Required action> Check every line of the data for the string "KeyboardController" and copy the ones that have it.

· · ·

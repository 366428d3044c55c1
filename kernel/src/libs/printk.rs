use core::fmt::{self, Write};
use core::sync::atomic::{AtomicBool, Ordering};

use log::{LevelFilter, Log, Metadata, Record};

#[macro_export]
macro_rules! kdebug {
    ($($arg:tt)*) => {
        ::log::debug!("({}:{})\t {}", file!(), line!(), format_args!($($arg)*))
    }
}

#[macro_export]
macro_rules! kinfo {
    ($($arg:tt)*) => {
        ::log::info!("({}:{})\t {}", file!(), line!(), format_args!($($arg)*))
    }
}

#[macro_export]
macro_rules! kwarn {
    ($($arg:tt)*) => {
        ::log::warn!("({}:{})\t {}", file!(), line!(), format_args!($($arg)*))
    }
}

#[macro_export]
macro_rules! kerror {
    ($($arg:tt)*) => {
        ::log::error!("({}:{})\t {}", file!(), line!(), format_args!($($arg)*))
    }
}

pub struct PrintkWriter;

impl PrintkWriter {
    #[inline]
    pub fn __write_fmt(&mut self, args: fmt::Arguments) {
        self.write_fmt(args).ok();
    }
}

/// 为Printk Writer实现core::fmt::Write, 使得能够借助Rust自带的格式化组件，格式化字符并输出
impl fmt::Write for PrintkWriter {
    fn write_str(&mut self, s: &str) -> fmt::Result {
        use std::io::Write as _;
        std::io::stderr()
            .write_all(s.as_bytes())
            .map_err(|_| fmt::Error)
    }
}

/// 内核日志器，把 `log` 门面的记录按 printk 的格式输出
pub struct KernelLogger;

static LOGGER: KernelLogger = KernelLogger;
static LOGGER_INSTALLED: AtomicBool = AtomicBool::new(false);

impl Log for KernelLogger {
    fn enabled(&self, metadata: &Metadata) -> bool {
        metadata.level() <= log::max_level()
    }

    fn log(&self, record: &Record) {
        if !self.enabled(record.metadata()) {
            return;
        }
        let prefix = match record.level() {
            log::Level::Error => "\x1B[41m[ ERROR ] \x1B[0m",
            log::Level::Warn => "\x1B[1;33m[ WARN ] \x1B[0m",
            log::Level::Info => "[ INFO ] ",
            log::Level::Debug => "[ DEBUG ] ",
            log::Level::Trace => "[ TRACE ] ",
        };
        PrintkWriter.__write_fmt(format_args!("{}{}\n", prefix, record.args()));
    }

    fn flush(&self) {}
}

/// 把linux的console loglevel(0~7)转为 `LevelFilter`
pub fn loglevel_to_filter(level: u8) -> LevelFilter {
    match level {
        0 => LevelFilter::Off,
        1..=3 => LevelFilter::Error,
        4 => LevelFilter::Warn,
        5 | 6 => LevelFilter::Info,
        _ => LevelFilter::Debug,
    }
}

/// 安装内核日志器。重复调用只会更新日志级别
pub fn printk_init(level: LevelFilter) {
    if !LOGGER_INSTALLED.swap(true, Ordering::SeqCst) {
        // 别的日志器已经安装时（例如测试中的env_logger），保留它
        let _ = log::set_logger(&LOGGER);
    }
    log::set_max_level(level);
}

#[cfg(test)]
mod tests {
    use super::*;

    #[test]
    fn test_loglevel_to_filter() {
        assert_eq!(loglevel_to_filter(0), LevelFilter::Off);
        assert_eq!(loglevel_to_filter(3), LevelFilter::Error);
        assert_eq!(loglevel_to_filter(4), LevelFilter::Warn);
        assert_eq!(loglevel_to_filter(7), LevelFilter::Debug);
    }
}
pub mod console;
pub mod tty_port;
pub mod virtual_terminal;

/// 键盘/显示器"（Keyboard/Display）模式
#[allow(dead_code)]
#[derive(Debug, PartialEq, Eq, Clone, Copy, Default)]
pub enum KDMode {
    #[default]
    KdText,
    KdGraphics,
    KdText0,
    KdText1,
}

impl KDMode {
    pub const KD_TEXT: u32 = 0x00;
    pub const KD_GRAPHICS: u32 = 0x01;
    pub const KD_TEXT0: u32 = 0x02;
    pub const KD_TEXT1: u32 = 0x03;

    pub fn from_raw(raw: u32) -> Option<Self> {
        match raw {
            Self::KD_TEXT => Some(Self::KdText),
            Self::KD_GRAPHICS => Some(Self::KdGraphics),
            Self::KD_TEXT0 => Some(Self::KdText0),
            Self::KD_TEXT1 => Some(Self::KdText1),
            _ => None,
        }
    }

    pub fn to_raw(self) -> u32 {
        match self {
            Self::KdText => Self::KD_TEXT,
            Self::KdGraphics => Self::KD_GRAPHICS,
            Self::KdText0 => Self::KD_TEXT0,
            Self::KdText1 => Self::KD_TEXT1,
        }
    }

    /// 文本类模式都由终端模拟器负责绘制
    #[inline]
    pub fn is_text(&self) -> bool {
        *self != KDMode::KdGraphics
    }
}

/// 控制台字体。每个字形固定占用32行，每行 (width + 7) / 8 字节
#[derive(Debug, Default, Clone, PartialEq, Eq)]
pub struct ConsoleFont {
    pub width: u32,
    pub height: u32,
    pub count: u32,
    pub data: Vec<u8>,
}

impl ConsoleFont {
    /// 一个字形在data中占据的字节数
    pub fn glyph_stride(width: u32) -> usize {
        ((width as usize + 7) / 8) * 32
    }

    pub fn expected_len(&self) -> usize {
        Self::glyph_stride(self.width) * self.count as usize
    }
}
#[cfg(test)]
mod tests {
    use super::*;
    use crate::driver::keyboard::keymap::{k, K_DACUTE, K_F1};

    const KEY_E: u8 = 18;
    const KEY_X: u8 = 45;
    const KEY_A: u8 = 30;
    const KEY_SPACE: u8 = 57;
    const KEY_APOSTROPHE: u8 = 40;
    const KEY_LEFTSHIFT: u8 = 42;
    const KEY_CAPSLOCK: u8 = 58;
    const KEY_F1: u8 = 59;
    const KEY_F2: u8 = 60;
    const KEY_LEFTALT: u8 = 56;
    const KEY_UP: u8 = 103;

    struct Fixture {
        kb: KeyboardController,
        kbd: KbdStruct,
        port: TtyPort,
    }

    impl Fixture {
        fn new() -> Self {
            Self {
                kb: KeyboardController::new(),
                kbd: KbdStruct::default(),
                port: TtyPort::new(),
            }
        }

        fn key(&mut self, keycode: u8, down: bool) -> Vec<KeyboardAction> {
            self.kb
                .handle_keycode(keycode, down, &mut self.kbd, &mut self.port)
        }

        fn tap(&mut self, keycode: u8) -> Vec<KeyboardAction> {
            let mut actions = self.key(keycode, true);
            actions.extend(self.key(keycode, false));
            actions
        }

        fn dead_acute(&mut self) {
            self.kb
                .set_entry(0, KEY_APOSTROPHE as usize, K_DACUTE, VcKbdModeType::Xlate, false)
                .unwrap();
        }
    }

    #[test]
    fn test_plain_and_shift() {
        let mut f = Fixture::new();
        f.tap(KEY_A);
        f.key(KEY_LEFTSHIFT, true);
        f.tap(KEY_A);
        f.key(KEY_LEFTSHIFT, false);
        f.tap(KEY_A);
        assert_eq!(f.port.take_input(), b"aAa".to_vec());
        assert_eq!(f.kb.shift_state(), 0);
    }

    #[test]
    fn test_capslock_letters() {
        let mut f = Fixture::new();
        f.tap(KEY_CAPSLOCK);
        assert!(f.kbd.is_led(VcKbdLed::CAPSLOCK));
        f.tap(KEY_A);
        f.key(KEY_LEFTSHIFT, true);
        f.tap(KEY_A);
        f.key(KEY_LEFTSHIFT, false);
        assert_eq!(f.port.take_input(), b"Aa".to_vec());
        assert_eq!(f.kb.ledstate(), VcKbdLed::CAPSLOCK.bits());
    }

    #[test]
    fn test_dead_key_compose() {
        let mut f = Fixture::new();
        f.dead_acute();
        f.tap(KEY_APOSTROPHE);
        assert_eq!(f.kb.diacr(), b'\'');
        f.tap(KEY_E);
        assert_eq!(f.port.take_input(), vec![0xe9]);
    }

    #[test]
    fn test_dead_key_space_and_unknown() {
        let mut f = Fixture::new();
        f.dead_acute();
        f.tap(KEY_APOSTROPHE);
        f.tap(KEY_SPACE);
        assert_eq!(f.port.take_input(), b"'".to_vec());
        f.tap(KEY_APOSTROPHE);
        f.tap(KEY_X);
        assert_eq!(f.port.take_input(), b"'x".to_vec());
        // 同一个重音按两次
        f.tap(KEY_APOSTROPHE);
        f.tap(KEY_APOSTROPHE);
        assert_eq!(f.kb.diacr(), b'\'');
        f.tap(KEY_SPACE);
        assert_eq!(f.port.take_input(), b"'".to_vec());
    }

    #[test]
    fn test_dead_key_unicode_mode() {
        let mut f = Fixture::new();
        f.dead_acute();
        f.kbd.kbdmode = VcKbdModeType::Unicode;
        f.tap(KEY_APOSTROPHE);
        f.tap(KEY_E);
        assert_eq!(f.port.take_input(), "é".as_bytes().to_vec());
    }

    #[test]
    fn test_repeat_backpressure() {
        let mut f = Fixture::new();
        f.key(KEY_A, true);
        f.key(KEY_A, true);
        assert_eq!(f.port.chars_in_buffer(), 2);
        // 关闭回显且有未读数据时，不再重复
        f.port.set_echo(false);
        f.key(KEY_A, true);
        assert_eq!(f.port.chars_in_buffer(), 2);
        f.port.take_input();
        f.key(KEY_A, true);
        assert_eq!(f.port.chars_in_buffer(), 1);
        // 关闭自动重复
        f.kbd.clear_mode(VcKbdMode::REPEAT);
        f.port.take_input();
        f.key(KEY_A, true);
        assert_eq!(f.port.chars_in_buffer(), 0);
        f.key(KEY_A, false);
        f.key(KEY_A, true);
        assert_eq!(f.port.chars_in_buffer(), 1);
    }

    #[test]
    fn test_function_and_cursor_keys() {
        let mut f = Fixture::new();
        f.tap(KEY_F1);
        f.tap(KEY_UP);
        f.kbd.set_mode(VcKbdMode::CKMODE);
        f.tap(KEY_UP);
        assert_eq!(f.port.take_input(), b"\x1b[[A\x1b[A\x1bOA".to_vec());
    }

    #[test]
    fn test_console_switch_key() {
        let mut f = Fixture::new();
        f.key(KEY_LEFTALT, true);
        let actions = f.tap(KEY_F2);
        f.key(KEY_LEFTALT, false);
        assert_eq!(actions, vec![KeyboardAction::SwitchConsole(1)]);
        assert!(f.port.take_input().is_empty());
    }

    #[test]
    fn test_alt_numpad_input() {
        let mut f = Fixture::new();
        f.key(KEY_LEFTALT, true);
        // alt + 小键盘 6 5
        f.tap(77);
        f.tap(76);
        f.key(KEY_LEFTALT, false);
        assert_eq!(f.port.take_input(), b"A".to_vec());
    }

    #[test]
    fn test_medium_raw() {
        let mut f = Fixture::new();
        f.kbd.kbdmode = VcKbdModeType::MediumRaw;
        f.tap(KEY_A);
        assert_eq!(f.port.take_input(), vec![KEY_A, KEY_A | 0x80]);
    }

    #[test]
    fn test_set_entry_validation() {
        let mut kb = KeyboardController::new();
        assert_eq!(
            kb.set_entry(0, NR_KEYS, K_F1, VcKbdModeType::Xlate, false),
            Err(SystemError::EINVAL)
        );
        // 死键的值超出范围
        assert_eq!(
            kb.set_entry(0, 5, k(KT_DEAD, 9), VcKbdModeType::Xlate, false),
            Err(SystemError::EINVAL)
        );
        assert_eq!(
            kb.set_entry(0, 5, K_SAK, VcKbdModeType::Xlate, false),
            Err(SystemError::EPERM)
        );
        // 新分配的映射表
        assert_eq!(kb.get_entry(3, 0, VcKbdModeType::Xlate), Ok(K_NOSUCHMAP));
        kb.set_entry(3, 30, k(KT_LATIN, b'z'), VcKbdModeType::Xlate, false)
            .unwrap();
        assert_eq!(kb.get_entry(3, 0, VcKbdModeType::Xlate), Ok(K_ALLOCATED));
        assert_eq!(kb.get_entry(3, 31, VcKbdModeType::Xlate), Ok(K_HOLE));
        kb.set_entry(3, 0, K_NOSUCHMAP, VcKbdModeType::Xlate, false)
            .unwrap();
        assert_eq!(kb.get_entry(3, 0, VcKbdModeType::Xlate), Ok(K_NOSUCHMAP));
    }

    #[test]
    fn test_led_ioctl_override() {
        let mut kbd = KbdStruct::default();
        kbd.toggle_led(VcKbdLed::NUMLOCK);
        assert_eq!(kbd.leds(), VcKbdLed::NUMLOCK.bits());
        kbd.set_led_state(VcKbdLed::SCROLLOCK.bits());
        assert_eq!(kbd.leds(), VcKbdLed::SCROLLOCK.bits());
        kbd.set_led_state(0xff);
        assert_eq!(kbd.leds(), VcKbdLed::NUMLOCK.bits());
        assert_eq!(kbd.set_led_flags(0x80), Err(SystemError::EINVAL));
        kbd.set_led_flags(0x21).unwrap();
        assert_eq!(kbd.get_led_flags(), 0x21);
    }
}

· · ·

Problem solution>
        kb: KeyboardController,
                kb: KeyboardController::new(),
        let mut kb = KeyboardController::new();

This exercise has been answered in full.